State’s Community Health Centers Protest LIP Payment Plan
Community health centers that serve poor patients around Florida are worried that new restrictions on state and federal funding could hurt their ability to provide charity care.
The state's 49 centers are scheduled to receive $50 million in federal funding through the Low Income Pool, or LIP, as well as $6 million in state funds. But this year, they are being required to have all reimbursements flow through the state's managed care organizations. The state contracts with the organizations to run its Medicaid program.
Leaders of some of the health organizations said Tuesday the requirement would make the payment process more cumbersome and unreliable.
The managed care organizations already owe some health centers more than $1 million in reimbursements for care they've provided, said Annie Neasman, CEO of the Jessie Trice Community Health Centers in the Miami area.
“There's no incentive for managed care companies to make it easy for our centers to receive the money we’re owed,” Neasman said.
She worries the companies could find reasons to deny the payments and keep the funds for themselves.
Community health centers served 1.4 million patients in Florida last year. About 36 percent of those patients were uninsured.
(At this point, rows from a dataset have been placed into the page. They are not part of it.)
//! Daily channel summary.
//!
//! Counts yesterday's messages per channel and poster, pushes per-host link
//! counters and posts the ranked report to the report channel.

use chrono::{DateTime, Duration, NaiveDate, NaiveTime, TimeZone};
use slack_analytics::{DailyActivity, ReportGenerator};
use slack_core::types::HistoryWindow;
use slack_core::{ChatApi, Pushgateway};
use tracing::{debug, info, warn};

/// Label attached to pushed host counters.
pub const PUSHER: &str = "slack-daily";

/// The calendar day being summarized and its bounds as Unix seconds.
#[derive(Debug, Clone, Copy, PartialEq, Eq)]
pub struct DayWindow {
    pub day: NaiveDate,
    pub oldest: i64,
    pub latest: i64,
}

impl DayWindow {
    /// Yesterday in `now`'s time zone: from its midnight up to today's midnight.
    pub fn yesterday<Tz: TimeZone>(now: &DateTime<Tz>) -> Self {
        let tz = now.timezone();
        let today = now.date_naive();
        let day = today.pred_opt().unwrap_or(today);
        Self {
            day,
            oldest: local_midnight(&tz, day),
            latest: local_midnight(&tz, today),
        }
    }

    pub fn history_window(&self) -> HistoryWindow {
        HistoryWindow::between(self.oldest, self.latest)
    }
}

/// Unix seconds of `day` 00:00 in `tz`.
fn local_midnight<Tz: TimeZone>(tz: &Tz, day: NaiveDate) -> i64 {
    let naive = day.and_time(NaiveTime::MIN);
    tz.from_local_datetime(&naive)
        .earliest()
        // Midnight skipped by a DST jump: take the first valid hour.
        .or_else(|| tz.from_local_datetime(&(naive + Duration::hours(1))).earliest())
        .map(|t| t.timestamp())
        .unwrap_or_else(|| naive.and_utc().timestamp())
}

/// What a summary run produced.
#[derive(Debug)]
pub struct SummaryOutcome {
    pub window: DayWindow,
    pub activity: DailyActivity,
    pub report: String,
    pub posted: bool,
}

/// Run the daily summary.
pub async fn run<Tz: TimeZone>(
    user: &dyn ChatApi,
    bot: &dyn ChatApi,
    report_channel: Option<&str>,
    metrics: Option<&Pushgateway>,
    now: DateTime<Tz>,
) -> SummaryOutcome {
    let window = DayWindow::yesterday(&now);
    info!(
        "summarizing {} ({} .. {})",
        window.day, window.oldest, window.latest
    );

    let channels = match user.conversations_for_user().await {
        Ok(channels) => channels,
        Err(e) => {
            warn!("can not get channels: {}", e);
            Vec::new()
        }
    };

    let mut activity = DailyActivity::new();
    for channel in &channels {
        match user.history(&channel.id, window.history_window()).await {
            Ok(messages) => {
                debug!("{} ({}): {} messages", channel.name, channel.id, messages.len());
                activity.record_channel(channel, &messages);
            }
            Err(e) => {
                warn!("can not get history channelID: {}, {}", channel.id, e);
            }
        }
    }

    if let Some(metrics) = metrics {
        for (host, count) in activity.host_counts() {
            metrics
                .push_counter_logged(host, &format!("{} messages count", host), u64::from(*count))
                .await;
        }
    }

    let report = ReportGenerator::daily_report(window.day, &activity);
    let posted = match report_channel {
        Some(channel) => match bot.post_message(channel, &report, None).await {
            Ok(_) => true,
            Err(e) => {
                warn!("can not post: {}", e);
                false
            }
        },
        None => {
            warn!("no report channel configured, printing report instead");
            info!("\n{}", report);
            false
        }
    };

    info!(
        "summary done: {} messages in {} channels",
        activity.total_messages(),
        activity.channels().len()
    );

    SummaryOutcome {
        window,
        activity,
        report,
        posted,
    }
}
Along with state and federal funds, the centers get funding from county taxing districts, reimbursements, fundraising, grants and contracts.
They bill patients on a sliding scale - depending on their income - but they don’t turn any patients away.
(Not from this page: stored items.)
//! Message and file retention.
//!
//! Deletes history older than the retention window from every channel the
//! user can see, along with thread replies, then deletes old files. Messages
//! with reactions are kept. Every deletion is best effort: failures are logged
//! and counted, and the run moves on.

use std::time::Instant;

use chrono::{DateTime, Duration, Utc};
use slack_analytics::{ReportGenerator, RetentionStats};
use slack_core::error::Result;
use slack_core::types::{HistoryWindow, Message, ThreadTarget};
use slack_core::{ChatApi, Pushgateway};
use tracing::{debug, info, warn};

/// Label attached to pushed retention metrics.
pub const PUSHER: &str = "slack-remover";

/// Options for one retention run.
#[derive(Debug, Clone)]
pub struct RetentionOptions {
    pub days: u32,
    pub dry_run: bool,
    /// Banner posted before the run starts.
    pub start_message: String,
    /// Channel receiving the start banner and the closing summary.
    pub report_channel: Option<String>,
}

/// Run the retention job.
///
/// History is read and deleted with `user`; files and reports go through `bot`.
pub async fn run(
    user: &dyn ChatApi,
    bot: &dyn ChatApi,
    options: &RetentionOptions,
    metrics: Option<&Pushgateway>,
    now: DateTime<Utc>,
) -> Result<RetentionStats> {
    let started = Instant::now();
    let cutoff = (now - Duration::days(i64::from(options.days))).timestamp();
    info!(
        "deleting messages and files older than {} days (before {}){}",
        options.days,
        cutoff,
        if options.dry_run { ", dry run" } else { "" }
    );

    let banner_ts = post_start_banner(bot, options).await;

    let channels = match user.conversations_for_user().await {
        Ok(channels) => channels,
        Err(e) => {
            warn!("can not get channels: {}", e);
            return Err(e);
        }
    };

    let mut stats = RetentionStats::default();
    for channel in &channels {
        let history = match user.history(&channel.id, HistoryWindow::before(cutoff)).await {
            Ok(history) => history,
            Err(e) => {
                warn!("can not get history {}: {}", channel.id, e);
                continue;
            }
        };
        debug!("{}: {} candidate messages", channel.id, history.len());

        for message in &history {
            if message.has_reactions() {
                stats.messages_kept += 1;
                continue;
            }
            if message.has_replies() {
                delete_thread_replies(user, &channel.id, message, options.dry_run, &mut stats).await;
            }
            delete_message(user, &channel.id, &message.ts, options.dry_run, &mut stats).await;
        }
    }

    delete_files(bot, cutoff, options.dry_run, &mut stats).await;

    let elapsed = started.elapsed();
    info!(
        "retention done in {:?}: {} messages deleted, {} failed, {} kept, {} files deleted",
        elapsed, stats.messages_deleted, stats.messages_failed, stats.messages_kept, stats.files_deleted
    );

    if let Some(channel) = options.report_channel.as_deref() {
        let text = ReportGenerator::retention_finished(&stats, elapsed);
        let thread = banner_ts.map(|ts| ThreadTarget {
            thread_ts: ts,
            broadcast: true,
        });
        if let Err(e) = bot.post_message(channel, &text, thread.as_ref()).await {
            warn!("end message can not post: {}", e);
        }
    }

    if let Some(metrics) = metrics {
        metrics
            .push_counter_logged(
                "deleted_messages",
                "messages deleted by the retention job",
                u64::from(stats.messages_deleted),
            )
            .await;
        metrics
            .push_counter_logged(
                "deleted_files",
                "files deleted by the retention job",
                u64::from(stats.files_deleted),
            )
            .await;
        if let Err(e) = metrics
            .push_histogram(
                "remover_duration_seconds",
                "retention run duration",
                elapsed.as_secs_f64(),
            )
            .await
        {
            warn!("can not push remover_duration_seconds: {}", e);
        }
    }

    Ok(stats)
}

/// Post the start banner and return its ts for threading the closing summary.
async fn post_start_banner(bot: &dyn ChatApi, options: &RetentionOptions) -> Option<String> {
    let channel = options.report_channel.as_deref()?;
    let banner =
        ReportGenerator::retention_started(&options.start_message, options.days, options.dry_run);
    match bot.post_message(channel, &banner, None).await {
        Ok(posted) if !posted.ts.is_empty() => Some(posted.ts),
        Ok(_) => None,
        Err(e) => {
            warn!("can not post start message: {}", e);
            None
        }
    }
}

async fn delete_thread_replies(
    api: &dyn ChatApi,
    channel_id: &str,
    root: &Message,
    dry_run: bool,
    stats: &mut RetentionStats,
) {
    let replies = match api.replies(channel_id, &root.ts).await {
        Ok(replies) => replies,
        Err(e) => {
            warn!("can not get replies {}:{}: {}", channel_id, root.ts, e);
            return;
        }
    };
    for reply in replies.iter().filter(|r| r.ts != root.ts) {
        delete_message(api, channel_id, &reply.ts, dry_run, stats).await;
    }
}

async fn delete_message(
    api: &dyn ChatApi,
    channel_id: &str,
    ts: &str,
    dry_run: bool,
    stats: &mut RetentionStats,
) {
    if dry_run {
        info!("would delete message {}:{}", channel_id, ts);
        stats.messages_deleted += 1;
        return;
    }
    match api.delete_message(channel_id, ts).await {
        Ok(()) => stats.messages_deleted += 1,
        Err(e) if e.api_code() == Some("message_not_found") => {
            debug!("message {}:{} already gone", channel_id, ts);
        }
        Err(e) => {
            warn!("can not delete message {}:{}: {}", channel_id, ts, e);
            stats.messages_failed += 1;
        }
    }
}

async fn delete_files(api: &dyn ChatApi, cutoff: i64, dry_run: bool, stats: &mut RetentionStats) {
    let files = match api.files_before(cutoff).await {
        Ok(files) => files,
        Err(e) => {
            warn!("can not get files: {}", e);
            return;
        }
    };
    for file in &files {
        if dry_run {
            info!("would delete file {} ({})", file.id, file.name);
            stats.files_deleted += 1;
            continue;
        }
        match api.delete_file(&file.id).await {
            Ok(()) => stats.files_deleted += 1,
            Err(e) => {
                warn!("can not delete file {}: {}", file.id, e);
                stats.files_failed += 1;
            }
        }
    }
}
Without the centers, patients who can’t afford care would end up in hospital emergency rooms, said Dr. Michael Gervasi, CEO of Florida Community Health Centers.
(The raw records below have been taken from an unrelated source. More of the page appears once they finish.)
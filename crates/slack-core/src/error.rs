use thiserror::Error;

#[derive(Error, Debug)]
pub enum SlackError {
    #[error("Configuration error: {0}")]
    Config(String),

    /// The Web API answered with `ok: false`.
    #[error("{method} failed: {code}")]
    Api { method: String, code: String },

    #[error("Metrics error: {0}")]
    Metrics(String),

    #[error("Invalid permalink: {0}")]
    InvalidPermalink(String),

    #[error("Serialization error: {0}")]
    Serialization(#[from] serde_json::Error),

    #[error("IO error: {0}")]
    Io(#[from] std::io::Error),

    #[error("HTTP error: {0}")]
    Http(#[from] reqwest::Error),

    #[error("{0}")]
    Other(#[from] anyhow::Error),
}

impl SlackError {
    /// The Slack error code (e.g. `message_not_found`) when this is an API error.
    pub fn api_code(&self) -> Option<&str> {
        match self {
            SlackError::Api { code, .. } => Some(code.as_str()),
            _ => None,
        }
    }
}

pub type Result<T> = std::result::Result<T, SlackError>;

#[cfg(test)]
mod tests {
    use super::*;

    #[test]
    fn test_api_error_display() {
        let err = SlackError::Api {
            method: "chat.delete".into(),
            code: "message_not_found".into(),
        };
        assert_eq!(err.to_string(), "chat.delete failed: message_not_found");
        assert_eq!(err.api_code(), Some("message_not_found"));
    }

    #[test]
    fn test_non_api_error_has_no_code() {
        let err = SlackError::Config("missing token".into());
        assert!(err.api_code().is_none());
    }
}
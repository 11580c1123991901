//! Channel activity aggregation.
//!
//! Tallies a day's messages per channel, per poster and per linked host.

use serde::{Deserialize, Serialize};
use slack_core::types::{Channel, Message};
use std::collections::HashMap;

/// Name used when no poster can be determined.
pub const UNKNOWN_POSTER: &str = "unknown";

/// Activity of a single channel.
#[derive(Debug, Clone, Serialize, Deserialize)]
pub struct ChannelActivity {
    pub id: String,
    pub name: String,
    /// Messages recorded for this channel.
    pub message_count: u32,
    /// Messages per poster name.
    pub posters: HashMap<String, u32>,
}

impl ChannelActivity {
    pub fn new(channel: &Channel) -> Self {
        Self {
            id: channel.id.clone(),
            name: channel.name.clone(),
            message_count: 0,
            posters: HashMap::new(),
        }
    }

    /// Posters sorted by count descending, then name.
    pub fn ranked_posters(&self) -> Vec<(String, u32)> {
        rank(&self.posters)
    }
}

/// Aggregate of one summary run.
#[derive(Debug, Default, Clone)]
pub struct DailyActivity {
    channels: HashMap<String, ChannelActivity>,
    host_counts: HashMap<String, u32>,
    total_messages: u32,
}

impl DailyActivity {
    pub fn new() -> Self {
        Self::default()
    }

    /// Record a channel's history. Calling it twice for the same channel adds up.
    pub fn record_channel(&mut self, channel: &Channel, messages: &[Message]) {
        let activity = self
            .channels
            .entry(channel.id.clone())
            .or_insert_with(|| ChannelActivity::new(channel));

        for message in messages {
            activity.message_count += 1;
            self.total_messages += 1;

            let poster = poster_name(message, messages);
            *activity.posters.entry(poster).or_insert(0) += 1;

            if let Some(host) = message.link_host() {
                *self.host_counts.entry(host).or_insert(0) += 1;
            }
        }
    }

    /// Channel activities sorted by channel name, then id.
    pub fn channels(&self) -> Vec<&ChannelActivity> {
        let mut channels: Vec<_> = self.channels.values().collect();
        channels.sort_by(|a, b| a.name.cmp(&b.name).then_with(|| a.id.cmp(&b.id)));
        channels
    }

    pub fn channel(&self, id: &str) -> Option<&ChannelActivity> {
        self.channels.get(id)
    }

    /// Messages recorded for a channel (0 when unknown).
    pub fn message_count(&self, channel_id: &str) -> u32 {
        self.channels
            .get(channel_id)
            .map(|c| c.message_count)
            .unwrap_or(0)
    }

    pub fn total_messages(&self) -> u32 {
        self.total_messages
    }

    pub fn host_counts(&self) -> &HashMap<String, u32> {
        &self.host_counts
    }

    /// Most linked hosts.
    pub fn top_hosts(&self, limit: usize) -> Vec<(String, u32)> {
        let mut hosts = rank(&self.host_counts);
        hosts.truncate(limit);
        hosts
    }
}

/// Resolve who posted `message`, looking at the rest of its thread when the
/// message itself carries no name.
fn poster_name(message: &Message, history: &[Message]) -> String {
    if let Some(name) = message.display_name() {
        return name.to_string();
    }

    if let Some(thread_ts) = message.thread_ts.as_deref().filter(|t| !t.is_empty()) {
        let sibling = history
            .iter()
            .filter(|m| m.thread_ts.as_deref() == Some(thread_ts))
            .find_map(Message::display_name);
        if let Some(name) = sibling {
            return name.to_string();
        }
    }

    message
        .user
        .clone()
        .filter(|u| !u.is_empty())
        .unwrap_or_else(|| UNKNOWN_POSTER.to_string())
}

fn rank(counts: &HashMap<String, u32>) -> Vec<(String, u32)> {
    let mut sorted: Vec<(String, u32)> = counts.iter().map(|(k, v)| (k.clone(), *v)).collect();
    sorted.sort_by(|a, b| b.1.cmp(&a.1).then_with(|| a.0.cmp(&b.0)));
    sorted
}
A recent study by the Florida Association of Community Health Centers found that 13 of the centers diverted 73,000 patients from emergency rooms, saving taxpayers $699 million, Gervasi said.
“So just think what would happen if our community health centers weren’t there to care for those who need us,” he said. “Either the taxpayers would have to foot a much larger bill or poor Floridians who already do without so much would receive even less. “
Leaders of the centers are calling on the state’s Agency for Health Care Administration to go back to the reimbursement method that has been in place since 2005.
“The money is there the providers are there the patients are there the need is certainly there,” said Brad Herremans, CEO of Suncoast Community Health Centers, based in Brandon. “For the life of me I can’t figure out why the state bureaucrats want to put up roadblocks to prevent funds from flowing to where they are most needed.”